Royal wedding fever and its symptoms — lack of sleep, the urge to wear frilly hats and communion with other infected victims — hit Brooklyn hard last Friday, with DUMBO at the epicenter of the trans-Atlantic plague.
About 500 Brooklynites and some misplaced Britons ignored the five-hour time difference and gathered in the Archway Plaza under the Manhattan Bridge at the crack of dawn to watch Prince William and Kate Middleton get hitched live on a projection television.
“It was amazing, it was spectacular,” said Natalie Feary from Williamsburg, whose fever raged at well above 103 degrees all day. “Her dress was beautiful, I thought that the ceremony was great.”
The wedding was more than 3,600 miles away, but Anglophiles had their day, donning Union Jacks and feathered hats for the kind of party that England hasn’t seen since Charles married Diana (and we all know how well that turned out!).
“They’re the celebrities of England,” Caroline McKeown from Clinton Hill said of Wills and Kate.
“Royalty is always so special because there’s so much mystery around royal behaviors,” added McKeown, whose temperature was recorded at only about 101, still high enough to cause symptoms of excitement and monarchical hallucinations.

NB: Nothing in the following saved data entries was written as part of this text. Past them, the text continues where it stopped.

//! Turns bus messages into mail.
//!
//! receive → branch on topic → decode typed payload → resolve recipients →
//! render template → send on a guarded background task.
//!
//! Malformed payloads are dropped with a warning (no retry, no dead-letter)
//! and an empty recipient list is skipped. Mail failures are logged per
//! recipient and never reach the caller.

use crate::mailer::{Mail, Mailer};
use crate::templates::{self, Rendered};
use async_trait::async_trait;
use event_hub_core::event::GENERAL_CATEGORY;
use event_hub_core::event_store::{StoreError, SubscriptionStore};
use event_hub_core::notification::{
    ApplicationRegisteredPayload, EventAddedPayload, EventRemovedPayload, EventUpdatedPayload,
    NotificationMessage, PayloadError, Topic, UserRegisteredPayload,
};
use event_hub_runtime::{MessageHandler, spawn_guarded};
use std::collections::BTreeSet;
use std::convert::Infallible;
use std::sync::Arc;
use thiserror::Error;
use tokio::task::JoinHandle;

/// Why a message produced no mail.
#[derive(Debug, Error)]
pub enum DispatchError {
    /// Payload missing keys or carrying wrong types.
    #[error("Malformed notification: {0}")]
    Malformed(#[from] PayloadError),

    /// Mailing-list lookup failed.
    #[error("Failed to resolve subscribers: {0}")]
    Subscriptions(#[from] StoreError),
}

/// What [`NotificationDispatcher::dispatch`] did with a message.
#[derive(Debug)]
pub enum Dispatch {
    /// Mail is being sent in the background.
    Scheduled {
        /// Distinct recipients
        recipients: usize,
        /// The background send; awaiting it is optional
        task: JoinHandle<()>,
    },
    /// Nobody to mail.
    NoRecipients,
}

/// Routes notifications to the mail transport.
#[derive(Clone)]
pub struct NotificationDispatcher {
    mailer: Arc<dyn Mailer>,
    subscriptions: Arc<dyn SubscriptionStore>,
}

impl NotificationDispatcher {
    /// Create a dispatcher.
    #[must_use]
    pub fn new(mailer: Arc<dyn Mailer>, subscriptions: Arc<dyn SubscriptionStore>) -> Self {
        Self {
            mailer,
            subscriptions,
        }
    }

    /// Decode, resolve and hand `message` to the mailer.
    ///
    /// Returns once sending has been scheduled, not once it has finished.
    ///
    /// # Errors
    ///
    /// [`DispatchError::Malformed`] if the payload does not match its topic,
    /// [`DispatchError::Subscriptions`] if mailing-list lookup fails.
    pub async fn dispatch(&self, message: &NotificationMessage) -> Result<Dispatch, DispatchError> {
        let topic = message.topic;
        let (recipients, rendered) = self.prepare(message).await?;

        if recipients.is_empty() {
            tracing::info!(topic = %topic, "No recipients, skipping notification");
            return Ok(Dispatch::NoRecipients);
        }

        let count = recipients.len();
        tracing::info!(topic = %topic, recipients = count, "Dispatching notification");

        let mailer = Arc::clone(&self.mailer);
        let task = spawn_guarded("notification mail", async move {
            send_all(mailer.as_ref(), topic, recipients, &rendered).await;
            Ok::<(), Infallible>(())
        });

        Ok(Dispatch::Scheduled {
            recipients: count,
            task,
        })
    }

    async fn prepare(
        &self,
        message: &NotificationMessage,
    ) -> Result<(BTreeSet<String>, Rendered), DispatchError> {
        Ok(match message.topic {
            Topic::EventAdded => {
                let payload: EventAddedPayload = message.payload()?;
                let mut recipients: BTreeSet<String> = self
                    .subscriptions
                    .subscribers(GENERAL_CATEGORY)
                    .await?
                    .into_iter()
                    .collect();
                recipients.extend(
                    self.subscriptions
                        .subscribers(payload.event_type.category())
                        .await?,
                );
                (recipients, templates::event_added(&payload))
            },
            Topic::EventUpdated => {
                let payload: EventUpdatedPayload = message.payload()?;
                (unique(&payload.emails), templates::event_updated(&payload))
            },
            Topic::EventRemoved => {
                let payload: EventRemovedPayload = message.payload()?;
                (unique(&payload.emails), templates::event_removed(&payload))
            },
            Topic::ApplicationRegistered => {
                let payload: ApplicationRegisteredPayload = message.payload()?;
                (
                    unique(&payload.emails),
                    templates::application_registered(&payload),
                )
            },
            Topic::UserRegistered => {
                let payload: UserRegisteredPayload = message.payload()?;
                (unique(&payload.emails), templates::user_registered(&payload))
            },
        })
    }
}

fn unique(emails: &[String]) -> BTreeSet<String> {
    emails
        .iter()
        .map(|e| e.trim())
        .filter(|e| !e.is_empty())
        .map(str::to_string)
        .collect()
}

async fn send_all(mailer: &dyn Mailer, topic: Topic, recipients: BTreeSet<String>, rendered: &Rendered) {
    for to in recipients {
        let mail = Mail {
            to,
            subject: rendered.subject.clone(),
            text: rendered.text.clone(),
            html: rendered.html.clone(),
        };

        match mailer.send(&mail).await {
            Ok(()) => {
                metrics::counter!("notifications.dispatched", "topic" => topic.as_str()).increment(1);
            },
            Err(e) => {
                metrics::counter!("notifications.mail_failed", "topic" => topic.as_str()).increment(1);
                tracing::warn!(topic = %topic, to = %mail.to, error = %e, "Failed to send mail");
            },
        }
    }
}

#[async_trait]
impl MessageHandler for NotificationDispatcher {
    async fn handle(
        &self,
        message: NotificationMessage,
    ) -> Result<(), Box<dyn std::error::Error + Send + Sync>> {
        match self.dispatch(&message).await {
            Ok(_) => Ok(()),
            Err(DispatchError::Malformed(e)) => {
                metrics::counter!("notifications.dropped", "topic" => message.topic.as_str())
                    .increment(1);
                tracing::warn!(
                    topic = %message.topic,
                    missing = ?message.missing_keys(),
                    error = %e,
                    "Dropping malformed notification"
                );
                Ok(())
            },
            Err(e) => Err(Box::new(e)),
        }
    }
}

#[cfg(test)]
#[allow(clippy::expect_used, clippy::panic)]
mod tests {
    use super::*;
    use crate::mailer::MockMailer;
    use chrono::Utc;
    use event_hub_core::event::EventType;
    use event_hub_testing::mocks::InMemorySubscriptionStore;
    use serde_json::json;

    fn setup() -> (NotificationDispatcher, MockMailer, InMemorySubscriptionStore) {
        let mailer = MockMailer::new();
        let lists = InMemorySubscriptionStore::new();
        let dispatcher = NotificationDispatcher::new(Arc::new(mailer.clone()), Arc::new(lists.clone()));
        (dispatcher, mailer, lists)
    }

    async fn finish(dispatch: Dispatch) -> usize {
        match dispatch {
            Dispatch::Scheduled { recipients, task } => {
                task.await.expect("mail task");
                recipients
            },
            Dispatch::NoRecipients => 0,
        }
    }

    #[tokio::test]
    async fn event_added_mails_union_of_general_and_type_subscribers_once() {
        let (dispatcher, mailer, lists) = setup();
        lists.subscribe("general", "a@giu.edu").await.expect("subscribe");
        lists.subscribe("general", "both@giu.edu").await.expect("subscribe");
        lists.subscribe("workshop", "both@giu.edu").await.expect("subscribe");
        lists.subscribe("workshop", "w@giu.edu").await.expect("subscribe");
        lists.subscribe("meetup", "m@giu.edu").await.expect("subscribe");

        let message = NotificationMessage::from_payload(&EventAddedPayload {
            event_type: EventType::Workshop,
            event_name: "Rust 101".to_string(),
            event_date: Utc::now(),
            event_description: "Ownership".to_string(),
            event_location: "1 Main St,\nCairo,\nCairo,\nEgypt".to_string(),
        })
        .expect("encode");

        let sent = finish(dispatcher.dispatch(&message).await.expect("dispatch")).await;

        assert_eq!(sent, 3);
        assert_eq!(
            mailer.recipients(),
            vec!["a@giu.edu", "both@giu.edu", "w@giu.edu"]
        );
    }

    #[tokio::test]
    async fn removed_event_mails_each_attendee() {
        let (dispatcher, mailer, _) = setup();
        let message = NotificationMessage::from_payload(&EventRemovedPayload {
            emails: vec!["b@giu.edu".to_string(), "a@giu.edu".to_string(), "a@giu.edu".to_string()],
            event_name: "Meetup".to_string(),
            event_date: Utc::now(),
        })
        .expect("encode");

        finish(dispatcher.dispatch(&message).await.expect("dispatch")).await;

        let sent = mailer.sent();
        assert_eq!(sent.len(), 2);
        assert!(sent.iter().all(|m| m.subject == "Event cancelled: Meetup"));
    }

    #[tokio::test]
    async fn malformed_payload_sends_nothing() {
        let (dispatcher, mailer, _) = setup();
        let message: NotificationMessage = serde_json::from_value(json!({
            "topic": "event_remove",
            "data": { "emails": ["a@giu.edu"], "event_name": 42 }
        }))
        .expect("envelope");

        let result = dispatcher.dispatch(&message).await;
        assert!(matches!(result, Err(DispatchError::Malformed(_))));
        assert_eq!(message.missing_keys(), vec!["event_date"]);

        // The handler drops it without failing the consumer
        dispatcher.handle(message).await.expect("handled");
        assert!(mailer.sent().is_empty());
    }

    #[tokio::test]
    async fn empty_recipient_list_is_skipped() {
        let (dispatcher, mailer, _) = setup();
        let message = NotificationMessage::from_payload(&EventUpdatedPayload {
            emails: vec![],
            event_name: "Meetup".to_string(),
            event_date: Utc::now(),
            event_description: "Moved".to_string(),
        })
        .expect("encode");

        let dispatch = dispatcher.dispatch(&message).await.expect("dispatch");
        assert!(matches!(dispatch, Dispatch::NoRecipients));
        assert!(mailer.sent().is_empty());
    }

    #[tokio::test]
    async fn one_failing_recipient_does_not_stop_the_rest() {
        let (dispatcher, mailer, _) = setup();
        mailer.fail_for("bad@giu.edu");
        let message = NotificationMessage::from_payload(&UserRegisteredPayload {
            emails: vec!["bad@giu.edu".to_string(), "good@giu.edu".to_string()],
            name: None,
        })
        .expect("encode");

        finish(dispatcher.dispatch(&message).await.expect("dispatch")).await;
        assert_eq!(mailer.recipients(), vec!["good@giu.edu"]);
    }

    #[tokio::test]
    async fn subscription_outage_is_reported() {
        let (dispatcher, _, lists) = setup();
        lists.set_unavailable(true);
        let message = NotificationMessage::from_payload(&EventAddedPayload {
            event_type: EventType::Social,
            event_name: "Party".to_string(),
            event_date: Utc::now(),
            event_description: "Fun".to_string(),
            event_location: "Campus".to_string(),
        })
        .expect("encode");

        let result = dispatcher.dispatch(&message).await;
        assert!(matches!(result, Err(DispatchError::Subscriptions(_))));
        assert!(dispatcher.handle(message).await.is_err());
    }
}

The crowd cheered every little moment, from the first glimpse of Middleton as she stepped out of a 1950 Rolls Royce, all the way through to the climactic, “I do,” when Middleton officially became the Duchess of Cambridge, and earned greater access to the crown jewels.
Many Brits were in the crowd at DUMBO, happy to feel at home while watching the nuptials across the pond.
“If you can’t be at a street party in Britain, then one in Brooklyn is pretty good,” said one British ex-pat, whose fever crested at 102, with periodic bouts of what locals call “the Canterbury sweats.”
“For a lot of British people, it’s a way to reconnect with each other and have a jolly good time,” she added.
The event was not without its irony, of course, given that the United States violently broke from the English throne in the late 1770s, an event that is celebrated every July 4 with anti-monarchy pageantry.
But for one day, at least, America recalled the good ol’ days of stamp taxes, tea parties and no representative government.
“We’re kind of just enchanted with the idea of a royal family,” said Lauren Sternberg, waving a British flag and wearing one on her shirt, whose temperature had come down from only a mild fever the other day. “There’s that little princess in all of us.”
And that princess isn’t always wearing white and marrying a man in a Redcoat.
Shira Bannerman said she watched the festivities just because she wanted something fun to do.
“It’s hard to fit other parties into our schedule,” said Bannerman, whose forehead never registered above 98.6. “So thank goodness this one was at six in the morning.”